Victorian feminism comes to Botswana

This week the High Court in Botswana ruled that women can inherit property. The country has a constitution that guarantees equality to men and women, but until now a woman could not inherit her family home.

This is fantastic news for Botswana, and marks a step further in the road to real equality. It also waves a little flag reminding us of something that we probably knew all along, but hadn't thought about. Until now women in Botswana couldn't inherit their family home, and in Zimbabwe, Sudan and Zambia - and I'm sure many more countries, they still can't. Bad enough to lose your parents, husband, brother - but to be left destitute as well?

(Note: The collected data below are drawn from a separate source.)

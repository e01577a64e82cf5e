//! Response schemas for structured generation.
//!
//! Providers accept only an OpenAPI subset: no `$ref`, no `$schema`, and a
//! short list of keywords and formats. Schemas are generated inline and then
//! stripped down to that subset.

use schemars::gen::SchemaSettings;
use schemars::JsonSchema;
use serde_json::{Map, Value};

use crate::error::LlmResult;

const ALLOWED_KEYS: &[&str] = &[
    "type",
    "format",
    "description",
    "nullable",
    "enum",
    "properties",
    "required",
    "items",
    "minItems",
    "maxItems",
    "minimum",
    "maximum",
];

const ALLOWED_FORMATS: &[&str] = &["int32", "int64", "float", "double", "date-time", "enum"];

/// Inline, provider-safe schema for `T`.
pub fn response_schema_for<T: JsonSchema>() -> LlmResult<Value> {
    let settings = SchemaSettings::openapi3().with(|s| {
        s.inline_subschemas = true;
        s.meta_schema = None;
    });
    let root = settings.into_generator().into_root_schema_for::<T>();
    let value = serde_json::to_value(root)?;
    Ok(sanitize(&value))
}

/// Keep only keywords the provider understands, recursively.
pub fn sanitize(schema: &Value) -> Value {
    let Value::Object(map) = schema else {
        return schema.clone();
    };

    let mut out = Map::new();
    for (key, value) in map {
        match key.as_str() {
            "properties" => {
                if let Value::Object(props) = value {
                    let cleaned = props.iter().map(|(name, s)| (name.clone(), sanitize(s))).collect();
                    out.insert(key.clone(), Value::Object(cleaned));
                }
            }
            "items" => {
                out.insert(key.clone(), sanitize(value));
            }
            "format" => {
                if value.as_str().is_some_and(|f| ALLOWED_FORMATS.contains(&f)) {
                    out.insert(key.clone(), value.clone());
                }
            }
            k if ALLOWED_KEYS.contains(&k) => {
                out.insert(key.clone(), value.clone());
            }
            _ => {}
        }
    }
    Value::Object(out)
}

#[cfg(test)]
mod tests {
    use super::*;
    use serde::Deserialize;
    use serde_json::json;

    #[allow(dead_code)]
    #[derive(Deserialize, JsonSchema)]
    struct Moment {
        hour: u32,
        minute: u32,
    }

    /// A titled list
    #[allow(dead_code)]
    #[derive(Deserialize, JsonSchema)]
    struct Listing {
        title: String,
        moments: Vec<Moment>,
    }

    #[test]
    fn test_schema_is_inline_and_clean() {
        let schema = response_schema_for::<Listing>().unwrap();
        let text = schema.to_string();
        assert!(!text.contains("$ref"));
        assert!(!text.contains("$schema"));
        assert!(!text.contains("uint32"));
        assert!(schema.get("title").is_none());

        assert_eq!(schema["type"], "object");
        assert_eq!(schema["properties"]["moments"]["type"], "array");
        assert_eq!(schema["properties"]["moments"]["items"]["properties"]["hour"]["type"], "integer");
    }

    #[test]
    fn test_sanitize_keeps_property_names() {
        let raw = json!({
            "type": "object",
            "additionalProperties": false,
            "properties": { "format": { "type": "string", "maxLength": 5 } },
            "required": ["format"]
        });
        assert_eq!(
            sanitize(&raw),
            json!({
                "type": "object",
                "properties": { "format": { "type": "string" } },
                "required": ["format"]
            })
        );
    }
}
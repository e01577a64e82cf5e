//! SRT subtitle parsing and formatting.
//!
//! Parsing is lenient: whisper.cpp and LLM rewrites both produce SRT that
//! is not always byte-perfect (CRLF line endings, missing trailing blank
//! line, stray whitespace). Timings are kept as the raw `HH:MM:SS,mmm`
//! strings so a round trip never changes them.

use crate::error::{MediaError, MediaResult};

/// One subtitle cue.
#[derive(Debug, Clone, PartialEq, Eq)]
pub struct SubtitleCue {
    pub index: u32,
    /// Start time, `HH:MM:SS,mmm`
    pub start: String,
    /// End time, `HH:MM:SS,mmm`
    pub end: String,
    /// Cue text, possibly spanning several lines
    pub text: String,
}

impl SubtitleCue {
    /// Start time in milliseconds.
    pub fn start_ms(&self) -> MediaResult<u64> {
        parse_srt_time(&self.start)
    }

    /// End time in milliseconds.
    pub fn end_ms(&self) -> MediaResult<u64> {
        parse_srt_time(&self.end)
    }
}

/// Parse SRT text into cues.
///
/// Empty or whitespace-only input is an empty cue list. Any other input
/// without a single cue is rejected.
pub fn parse(text: &str) -> MediaResult<Vec<SubtitleCue>> {
    let normalized = text.trim_start_matches('\u{feff}').replace("\r\n", "\n");
    if normalized.trim().is_empty() {
        return Ok(Vec::new());
    }
    let lines: Vec<&str> = normalized.lines().collect();

    let mut cues: Vec<SubtitleCue> = Vec::new();
    let mut i = 0;
    while i < lines.len() {
        let line = lines[i].trim();

        let timing = if let Some(next) = lines.get(i + 1) {
            line.parse::<u32>().ok().and_then(|idx| parse_timing(next).map(|t| (idx, t)))
        } else {
            None
        };

        match timing {
            Some((index, (start, end))) => {
                cues.push(SubtitleCue {
                    index,
                    start,
                    end,
                    text: String::new(),
                });
                i += 2;
            }
            None => {
                if let Some(cue) = cues.last_mut() {
                    if !cue.text.is_empty() || !line.is_empty() {
                        cue.text.push_str(lines[i].trim_end());
                        cue.text.push('\n');
                    }
                }
                i += 1;
            }
        }
    }

    if cues.is_empty() {
        return Err(MediaError::invalid_subtitle("no SRT cues found"));
    }

    for cue in &mut cues {
        let trimmed = cue.text.trim_end().to_string();
        cue.text = trimmed;
    }

    Ok(cues)
}

/// Render cues back into SRT text.
pub fn format(cues: &[SubtitleCue]) -> String {
    let mut out = String::new();
    for cue in cues {
        out.push_str(&format!("{}\n{} --> {}\n{}\n\n", cue.index, cue.start, cue.end, cue.text));
    }
    out
}

fn parse_timing(line: &str) -> Option<(String, String)> {
    let (start, rest) = line.split_once("-->")?;
    let start = start.trim();
    // Anything after the end time (position hints) is ignored
    let end = rest.split_whitespace().next()?;
    if parse_srt_time(start).is_err() || parse_srt_time(end).is_err() {
        return None;
    }
    Some((start.to_string(), end.to_string()))
}

/// Parse `HH:MM:SS,mmm` (or `.mmm`) into milliseconds.
pub fn parse_srt_time(raw: &str) -> MediaResult<u64> {
    let invalid = || MediaError::InvalidTimestamp(raw.to_string());

    let (clock, millis) = raw
        .trim()
        .split_once([',', '.'])
        .ok_or_else(invalid)?;
    let parts: Vec<&str> = clock.split(':').collect();
    if parts.len() != 3 {
        return Err(invalid());
    }

    let hours: u64 = parts[0].parse().map_err(|_| invalid())?;
    let minutes: u64 = parts[1].parse().map_err(|_| invalid())?;
    let seconds: u64 = parts[2].parse().map_err(|_| invalid())?;
    let millis: u64 = millis.parse().map_err(|_| invalid())?;
    if minutes >= 60 || seconds >= 60 || millis >= 1000 {
        return Err(invalid());
    }

    Ok(((hours * 60 + minutes) * 60 + seconds) * 1000 + millis)
}

#[cfg(test)]
mod tests {
    use super::*;
    use proptest::prelude::*;

    const SAMPLE: &str = "1\n00:00:01,000 --> 00:00:02,500\nHello there\n\n2\n00:00:03,000 --> 00:00:04,000\nSecond line\nwraps here\n\n";

    #[test]
    fn parses_cues_with_multiline_text() {
        let cues = parse(SAMPLE).unwrap();
        assert_eq!(cues.len(), 2);
        assert_eq!(cues[0].text, "Hello there");
        assert_eq!(cues[1].text, "Second line\nwraps here");
        assert_eq!(cues[0].start_ms().unwrap(), 1000);
        assert_eq!(cues[0].end_ms().unwrap(), 2500);
    }

    #[test]
    fn format_reproduces_input() {
        let cues = parse(SAMPLE).unwrap();
        assert_eq!(format(&cues), SAMPLE);
    }

    #[test]
    fn tolerates_crlf_and_missing_trailing_blank() {
        let text = "1\r\n00:00:00,000 --> 00:00:01,000\r\nHi\r\n\r\n2\r\n00:00:01,000 --> 00:00:02,000 X1:10\r\nBye";
        let cues = parse(text).unwrap();
        assert_eq!(cues.len(), 2);
        assert_eq!(cues[1].end, "00:00:02,000");
        assert_eq!(cues[1].text, "Bye");
    }

    #[test]
    fn numeric_text_line_is_not_a_new_cue() {
        let text = "1\n00:00:00,000 --> 00:00:01,000\n42\n\n";
        let cues = parse(text).unwrap();
        assert_eq!(cues.len(), 1);
        assert_eq!(cues[0].text, "42");
    }

    #[test]
    fn rejects_text_without_cues() {
        assert!(parse("just some prose").is_err());
    }

    #[test]
    fn blank_input_is_an_empty_cue_list() {
        assert_eq!(parse("").unwrap(), Vec::new());
        assert_eq!(parse(" \r\n\n\t").unwrap(), Vec::new());
        assert_eq!(parse(&format(&[])).unwrap(), Vec::new());
    }

    #[test]
    fn parses_srt_times() {
        assert_eq!(parse_srt_time("01:02:03,004").unwrap(), 3_723_004);
        assert_eq!(parse_srt_time("00:00:01.500").unwrap(), 1500);
        assert!(parse_srt_time("00:61:00,000").is_err());
        assert!(parse_srt_time("garbage").is_err());
    }

    fn srt_time(ms: u64) -> String {
        format!(
            "{:02}:{:02}:{:02},{:03}",
            ms / 3_600_000,
            (ms / 60_000) % 60,
            (ms / 1000) % 60,
            ms % 1000
        )
    }

    fn arb_cues() -> impl Strategy<Value = Vec<SubtitleCue>> {
        let cue = (
            0u64..36_000_000,
            1u64..10_000,
            prop::collection::vec("[A-Za-z][A-Za-z ,.!?']{0,30}[A-Za-z.!?]", 1..4),
        );
        prop::collection::vec(cue, 0..12).prop_map(|raw| {
            raw.into_iter()
                .enumerate()
                .map(|(i, (start, len, lines))| SubtitleCue {
                    index: i as u32 + 1,
                    start: srt_time(start),
                    end: srt_time(start + len),
                    text: lines.join("\n"),
                })
                .collect()
        })
    }

    proptest! {
        #![proptest_config(ProptestConfig::with_cases(200))]

        #[test]
        fn parse_inverts_format(cues in arb_cues()) {
            prop_assert_eq!(parse(&format(&cues)).unwrap(), cues);
        }

        #[test]
        fn format_is_stable_after_one_round_trip(cues in arb_cues()) {
            let once = format(&cues);
            prop_assert_eq!(format(&parse(&once).unwrap()), once);
        }
    }
}
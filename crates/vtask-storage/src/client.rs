//! R2 client implementation.

use async_trait::async_trait;
use aws_config::BehaviorVersion;
use aws_credential_types::Credentials;
use aws_sdk_s3::config::{Builder, Region};
use aws_sdk_s3::primitives::ByteStream;
use aws_sdk_s3::Client;
use tracing::{debug, info};

use crate::error::{StorageError, StorageResult};
use crate::store::ObjectStore;

/// Configuration for R2 client.
#[derive(Debug, Clone)]
pub struct R2Config {
    /// R2 endpoint URL (S3 API endpoint)
    pub endpoint_url: String,
    pub access_key_id: String,
    pub secret_access_key: String,
    pub bucket_name: String,
    /// Region (usually "auto" for R2)
    pub region: String,
}

impl R2Config {
    /// Create config from environment variables.
    pub fn from_env() -> StorageResult<Self> {
        Ok(Self {
            endpoint_url: std::env::var("R2_ENDPOINT_URL")
                .map_err(|_| StorageError::config_error("R2_ENDPOINT_URL not set"))?,
            access_key_id: std::env::var("R2_ACCESS_KEY_ID")
                .map_err(|_| StorageError::config_error("R2_ACCESS_KEY_ID not set"))?,
            secret_access_key: std::env::var("R2_SECRET_ACCESS_KEY")
                .map_err(|_| StorageError::config_error("R2_SECRET_ACCESS_KEY not set"))?,
            bucket_name: std::env::var("R2_BUCKET_NAME")
                .map_err(|_| StorageError::config_error("R2_BUCKET_NAME not set"))?,
            region: std::env::var("R2_REGION").unwrap_or_else(|_| "auto".to_string()),
        })
    }
}

/// Cloudflare R2 storage client.
#[derive(Clone)]
pub struct R2Client {
    client: Client,
    bucket: String,
}

impl R2Client {
    /// Create a new R2 client from configuration.
    pub fn new(config: R2Config) -> Self {
        let credentials = Credentials::new(
            &config.access_key_id,
            &config.secret_access_key,
            None,
            None,
            "r2",
        );

        let sdk_config = Builder::new()
            .behavior_version(BehaviorVersion::latest())
            .endpoint_url(&config.endpoint_url)
            .region(Region::new(config.region))
            .credentials_provider(credentials)
            .force_path_style(true)
            .build();

        Self {
            client: Client::from_conf(sdk_config),
            bucket: config.bucket_name,
        }
    }

    /// Create from environment variables.
    pub fn from_env() -> StorageResult<Self> {
        Ok(Self::new(R2Config::from_env()?))
    }

    /// Upload bytes to R2.
    pub async fn upload_bytes(&self, data: Vec<u8>, key: &str, content_type: &str) -> StorageResult<()> {
        debug!("Uploading {} bytes to {}", data.len(), key);

        self.client
            .put_object()
            .bucket(&self.bucket)
            .key(key)
            .body(ByteStream::from(data))
            .content_type(content_type)
            .send()
            .await
            .map_err(|e| StorageError::upload_failed(e.to_string()))?;

        info!("Uploaded {}", key);
        Ok(())
    }

    /// Download object as bytes.
    pub async fn download_bytes(&self, key: &str) -> StorageResult<Vec<u8>> {
        debug!("Downloading {}", key);

        let response = self
            .client
            .get_object()
            .bucket(&self.bucket)
            .key(key)
            .send()
            .await
            .map_err(|e| {
                if e.to_string().contains("NoSuchKey") {
                    StorageError::not_found(key)
                } else {
                    StorageError::DownloadFailed(e.to_string())
                }
            })?;

        let bytes = response
            .body
            .collect()
            .await
            .map_err(|e| StorageError::DownloadFailed(e.to_string()))?
            .into_bytes()
            .to_vec();

        Ok(bytes)
    }

    /// Delete an object.
    pub async fn delete_object(&self, key: &str) -> StorageResult<()> {
        debug!("Deleting {}", key);

        self.client
            .delete_object()
            .bucket(&self.bucket)
            .key(key)
            .send()
            .await
            .map_err(|e| StorageError::delete_failed(e.to_string()))?;

        Ok(())
    }

    /// Check connectivity to R2 by performing a head bucket operation.
    pub async fn check_connectivity(&self) -> StorageResult<()> {
        self.client
            .head_bucket()
            .bucket(&self.bucket)
            .send()
            .await
            .map_err(|e| StorageError::AwsSdk(format!("R2 connectivity check failed: {}", e)))?;
        Ok(())
    }
}

#[async_trait]
impl ObjectStore for R2Client {
    async fn put(&self, key: &str, data: Vec<u8>, content_type: &str) -> StorageResult<()> {
        self.upload_bytes(data, key, content_type).await
    }

    async fn get(&self, key: &str) -> StorageResult<Vec<u8>> {
        self.download_bytes(key).await
    }

    async fn delete(&self, key: &str) -> StorageResult<()> {
        self.delete_object(key).await
    }
}
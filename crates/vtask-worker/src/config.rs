//! Worker configuration.

use std::path::PathBuf;
use std::time::Duration;

/// Worker configuration.
#[derive(Debug, Clone)]
pub struct WorkerConfig {
    /// Maximum concurrent jobs
    pub max_concurrent_jobs: usize,
    /// Graceful shutdown timeout
    pub shutdown_timeout: Duration,
    /// Work directory for temporary files
    pub work_dir: PathBuf,
    /// How long one fetch waits for new deliveries
    pub fetch_block: Duration,
    /// How often the worker should scan for orphaned deliveries
    pub claim_interval: Duration,
    /// Minimum idle time before a delivery can be claimed (crash recovery)
    pub claim_min_idle: Duration,
    /// Model used to translate subtitle cues
    pub translation_model_id: Option<String>,
    /// Port of the Prometheus exporter; disabled when unset
    pub metrics_port: Option<u16>,
}

impl Default for WorkerConfig {
    fn default() -> Self {
        Self {
            max_concurrent_jobs: 2,
            shutdown_timeout: Duration::from_secs(30),
            work_dir: std::env::temp_dir().join("vtask"),
            fetch_block: Duration::from_secs(1),
            claim_interval: Duration::from_secs(30),
            claim_min_idle: Duration::from_secs(300),
            translation_model_id: None,
            metrics_port: None,
        }
    }
}

fn env_parse<T: std::str::FromStr>(name: &str) -> Option<T> {
    std::env::var(name).ok().and_then(|s| s.trim().parse().ok())
}

impl WorkerConfig {
    /// How often a running job renews its delivery; well inside `claim_min_idle`.
    pub fn heartbeat_interval(&self) -> Duration {
        (self.claim_min_idle / 3).max(Duration::from_millis(10))
    }

    /// Create config from environment variables.
    pub fn from_env() -> Self {
        let defaults = Self::default();
        Self {
            max_concurrent_jobs: env_parse::<usize>("WORKER_MAX_JOBS")
                .filter(|n| *n > 0)
                .unwrap_or(defaults.max_concurrent_jobs),
            shutdown_timeout: env_parse("WORKER_SHUTDOWN_TIMEOUT")
                .map(Duration::from_secs)
                .unwrap_or(defaults.shutdown_timeout),
            work_dir: std::env::var("WORKER_WORK_DIR")
                .map(PathBuf::from)
                .unwrap_or(defaults.work_dir),
            fetch_block: defaults.fetch_block,
            claim_interval: env_parse("WORKER_CLAIM_INTERVAL_SECS")
                .filter(|secs: &u64| *secs > 0)
                .map(Duration::from_secs)
                .unwrap_or(defaults.claim_interval),
            claim_min_idle: env_parse("WORKER_CLAIM_MIN_IDLE_SECS")
                .map(Duration::from_secs)
                .unwrap_or(defaults.claim_min_idle),
            translation_model_id: std::env::var("TRANSLATION_MODEL_ID")
                .ok()
                .filter(|s| !s.trim().is_empty()),
            metrics_port: env_parse("METRICS_PORT"),
        }
    }
}
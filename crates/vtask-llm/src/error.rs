//! LLM adapter error types.

use thiserror::Error;

pub type LlmResult<T> = Result<T, LlmError>;

#[derive(Debug, Error)]
pub enum LlmError {
    #[error("Model '{0}' is not configured")]
    ModelNotFound(String),

    #[error("Model directory lookup failed: {0}")]
    Directory(String),

    #[error("Provider unavailable: {0}")]
    ServiceUnavailable(String),

    #[error("Request failed: {0}")]
    RequestFailed(String),

    #[error("Invalid response: {0}")]
    InvalidResponse(String),

    #[error("Model returned no content")]
    EmptyResponse,

    #[error("Network error: {0}")]
    Network(#[from] reqwest::Error),

    #[error("JSON error: {0}")]
    Json(#[from] serde_json::Error),
}

impl LlmError {
    pub fn is_retryable(&self) -> bool {
        matches!(self, LlmError::ServiceUnavailable(_) | LlmError::Network(_))
    }

    pub fn invalid_response(message: impl Into<String>) -> Self {
        Self::InvalidResponse(message.into())
    }
}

In Britain we have to go back to the Victorians, more than 130 years ago to find a similar state of affairs. We have the landmark Married Women's Property Act of 1870, which for the first time allowed women to be the legal owners of the money they earned and to inherit property. Then, in 1922 husbands and wives could finally inherit equally. It took half a century to move from between these two stages. I only hope it's quicker for women in Botswana. 

Some feminists argue that there is still some way to go to achieve full equality in western countries, and maybe there is. A gender pay gap, and the costs of childcare are still issues that need our attention, and I don't think we should neglect them - they are important. But compared with the women in Botswana, I am pretty lucky. I grew up equal to my brothers, with exactly the same rights and opportunities. This is something that women in Botswana and Zimbabwe, and other countries, in Africa and elsewhere, wouldn't dare to dream. As a world, we still have a long way to go.